*** Supplied records Section Begins ***

//! Controller configuration

use log::warn;

/// Default number of simultaneously open files
pub const DEFAULT_MAX_OPEN_FILES: usize = 64;

/// Default backend read granularity
pub const DEFAULT_READ_BLOCK_SIZE: usize = 512;

/// Default cap on a single read result (64KB)
pub const DEFAULT_MAX_BUFFER_SIZE: usize = 64 * 1024;

/// Tunables for a [`Controller`](crate::Controller)
#[derive(Debug, Clone, Copy, PartialEq, Eq)]
pub struct ControllerConfig {
    /// Handle table capacity
    pub max_open_files: usize,
    /// Bytes requested per backend read
    pub read_block_size: usize,
    /// Largest result a single read may produce
    pub max_buffer_size: usize,
}

impl ControllerConfig {
    /// Default configuration
    pub const fn new() -> Self {
        ControllerConfig {
            max_open_files: DEFAULT_MAX_OPEN_FILES,
            read_block_size: DEFAULT_READ_BLOCK_SIZE,
            max_buffer_size: DEFAULT_MAX_BUFFER_SIZE,
        }
    }

    /// Set the handle table capacity
    pub const fn with_max_open_files(mut self, n: usize) -> Self {
        self.max_open_files = n;
        self
    }

    /// Set the bytes requested per backend read
    pub const fn with_read_block_size(mut self, n: usize) -> Self {
        self.read_block_size = n;
        self
    }

    /// Set the cap on a single read result
    pub const fn with_max_buffer_size(mut self, n: usize) -> Self {
        self.max_buffer_size = n;
        self
    }

    /// Clamp zero-sized fields to 1
    pub(crate) fn sanitized(mut self) -> Self {
        for (name, field) in [
            ("max_open_files", &mut self.max_open_files),
            ("read_block_size", &mut self.read_block_size),
            ("max_buffer_size", &mut self.max_buffer_size),
        ] {
            if *field == 0 {
                warn!("config: {} is zero, using 1", name);
                *field = 1;
            }
        }
        self
    }
}

impl Default for ControllerConfig {
    fn default() -> Self {
        Self::new()
    }
}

*** Supplied records Section Ends ***

● Activity
Retype every entry without changing anything.

● Exercise response
//! Controller configuration

use log::warn;

/// Default number of simultaneously open files
pub const DEFAULT_MAX_OPEN_FILES: usize = 64;

/// Default backend read granularity
pub const DEFAULT_READ_BLOCK_SIZE: usize = 512;

/// Default cap on a single read result (64KB)
pub const DEFAULT_MAX_BUFFER_SIZE: usize = 64 * 1024;

/// Tunables for a [`Controller`](crate::Controller)
#[derive(Debug, Clone, Copy, PartialEq, Eq)]
pub struct ControllerConfig {
    /// Handle table capacity
    pub max_open_files: usize,
    /// Bytes requested per backend read
    pub read_block_size: usize,
    /// Largest result a single read may produce
    pub max_buffer_size: usize,
}

impl ControllerConfig {
    /// Default configuration
    pub const fn new() -> Self {
        ControllerConfig {
            max_open_files: DEFAULT_MAX_OPEN_FILES,
            read_block_size: DEFAULT_READ_BLOCK_SIZE,
            max_buffer_size: DEFAULT_MAX_BUFFER_SIZE,
        }
    }

    /// Set the handle table capacity
    pub const fn with_max_open_files(mut self, n: usize) -> Self {
        self.max_open_files = n;
        self
    }

    /// Set the bytes requested per backend read
    pub const fn with_read_block_size(mut self, n: usize) -> Self {
        self.read_block_size = n;
        self
    }

    /// Set the cap on a single read result
    pub const fn with_max_buffer_size(mut self, n: usize) -> Self {
        self.max_buffer_size = n;
        self
    }

    /// Clamp zero-sized fields to 1
    pub(crate) fn sanitized(mut self) -> Self {
        for (name, field) in [
            ("max_open_files", &mut self.max_open_files),
            ("read_block_size", &mut self.read_block_size),
            ("max_buffer_size", &mut self.max_buffer_size),
        ] {
            if *field == 0 {
                warn!("config: {} is zero, using 1", name);
                *field = 1;
            }
        }
        self
    }
}

impl Default for ControllerConfig {
    fn default() -> Self {
        Self::new()
    }
}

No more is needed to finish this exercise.